Three structural wins. (1) Parallelism: RNNs are sequentially dependent ($h_t$ needs $h_{t-1}$), so training can't parallelize over time; self-attention computes all positions simultaneously, exploiting GPU/TPU throughput. (2) Constant path length: any two tokens interact in $O(1)$ hops via attention versus $O(n)$ through an RNN's recurrence, so gradients and long-range dependencies propagate far more easily. (3) Scalability: parallelism plus stable optimization let Transformers ride compute/data scaling laws to billions of parameters.

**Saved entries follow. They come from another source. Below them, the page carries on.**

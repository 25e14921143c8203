//! Host process backend.

use async_trait::async_trait;
use bock_common::{BockError, BockResult};

use super::{ContainerExec, ExecOutput, ExecRequest, run_command};

/// Runs probe commands directly on the host.
///
/// The container ID is only used for diagnostics. Useful for supervising
/// host services and for exercising monitors without a container runtime.
#[derive(Debug, Clone, Default)]
pub struct HostExec;

impl HostExec {
    /// Create a host backend.
    #[must_use]
    pub fn new() -> Self {
        Self
    }
}

#[async_trait]
impl ContainerExec for HostExec {
    async fn exec(&self, request: &ExecRequest, output_limit: usize) -> BockResult<ExecOutput> {
        let (program, args) = request
            .args
            .split_first()
            .ok_or_else(|| BockError::exec(request.container_id.as_str(), "empty command"))?;

        let mut command = tokio::process::Command::new(program);
        command.args(args).envs(request.env.iter().cloned());
        if let Some(dir) = &request.working_dir {
            command.current_dir(dir);
        }

        tracing::trace!(
            container_id = %request.container_id,
            command = ?request.args,
            "Executing on host"
        );

        run_command(&request.container_id, command, output_limit).await
    }
}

The cost is $O(n^2)$ attention and the loss of an inductive bias for order (hence positional encodings).
#transformers#parallelism#path-length#scaling
Expertconcept
Initializing $W_{hh}$ as an orthogonal/identity matrix with ReLU was proposed for RNNs (IRNN). Explain the theory and why it still underperforms gated units on long sequences.
Vanishing/exploding gradients trace to the spectral norm of the repeated Jacobian $\prod \text{diag}(\sigma')W_{hh}^\top$. An orthogonal $W_{hh}$ has all singular values exactly 1, preserving gradient norm; identity init plus ReLU (Le et al.'s IRNN) starts the dynamics near a norm-preserving copy-the-state map. But this holds only at initialization — as weights move during training the spectrum drifts, and ReLU's unbounded activations make exploding states likely. Gated units (LSTM/GRU) instead make the memory path additive and data-dependently gated, so the carry behavior is learned and adaptively maintained, not a fragile initial condition. Unitary/orthogonal-constrained RNNs enforce it throughout but cost expressiveness and compute.

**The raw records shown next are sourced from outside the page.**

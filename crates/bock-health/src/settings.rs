//! Process-wide monitor settings.

use std::time::Duration;

/// Settings shared by every monitor a registry spawns.
#[derive(Debug, Clone)]
pub struct RegistryConfig {
    /// Number of probe results kept per container.
    pub log_capacity: usize,
    /// Probe output is truncated to this many bytes.
    pub max_output_bytes: usize,
    /// How long `stop` waits for a monitor task before aborting it.
    pub stop_timeout: Duration,
}

impl Default for RegistryConfig {
    fn default() -> Self {
        Self {
            log_capacity: 5,
            max_output_bytes: 4096,
            stop_timeout: Duration::from_secs(5),
        }
    }
}

impl RegistryConfig {
    /// Set the per-container log capacity. Clamped to at least one entry.
    #[must_use]
    pub fn with_log_capacity(mut self, capacity: usize) -> Self {
        self.log_capacity = capacity.max(1);
        self
    }

    /// Set the probe output limit.
    #[must_use]
    pub fn with_max_output_bytes(mut self, bytes: usize) -> Self {
        self.max_output_bytes = bytes;
        self
    }

    /// Set the stop timeout.
    #[must_use]
    pub fn with_stop_timeout(mut self, timeout: Duration) -> Self {
        self.stop_timeout = timeout;
        self
    }
}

#orthogonal-init#irnn#spectral-norm#unitary-rnn
Expertcert
Speech-recognition scenario: you must label 16 kHz audio frames with characters, you have no frame-level alignment, and you need streaming low-latency output. Which loss/architecture, and what tradeoff vs. an attention encoder-decoder?
Use a unidirectional, streaming-capable acoustic model trained with CTC loss, or better an RNN-Transducer (RNN-T) for streaming. CTC handles the missing alignment by marginalizing over all blank-augmented label paths and emits per-frame, enabling low-latency online decoding; its weakness is assuming outputs are conditionally independent given the input (poor implicit language modeling). An attention encoder-decoder gives stronger language modeling and higher accuracy but needs the full utterance (non-streaming) and can suffer alignment failures on long audio. RNN-T combines CTC-style streaming with a learned prediction/joint network that relaxes CTC's independence assumption — the common production choice.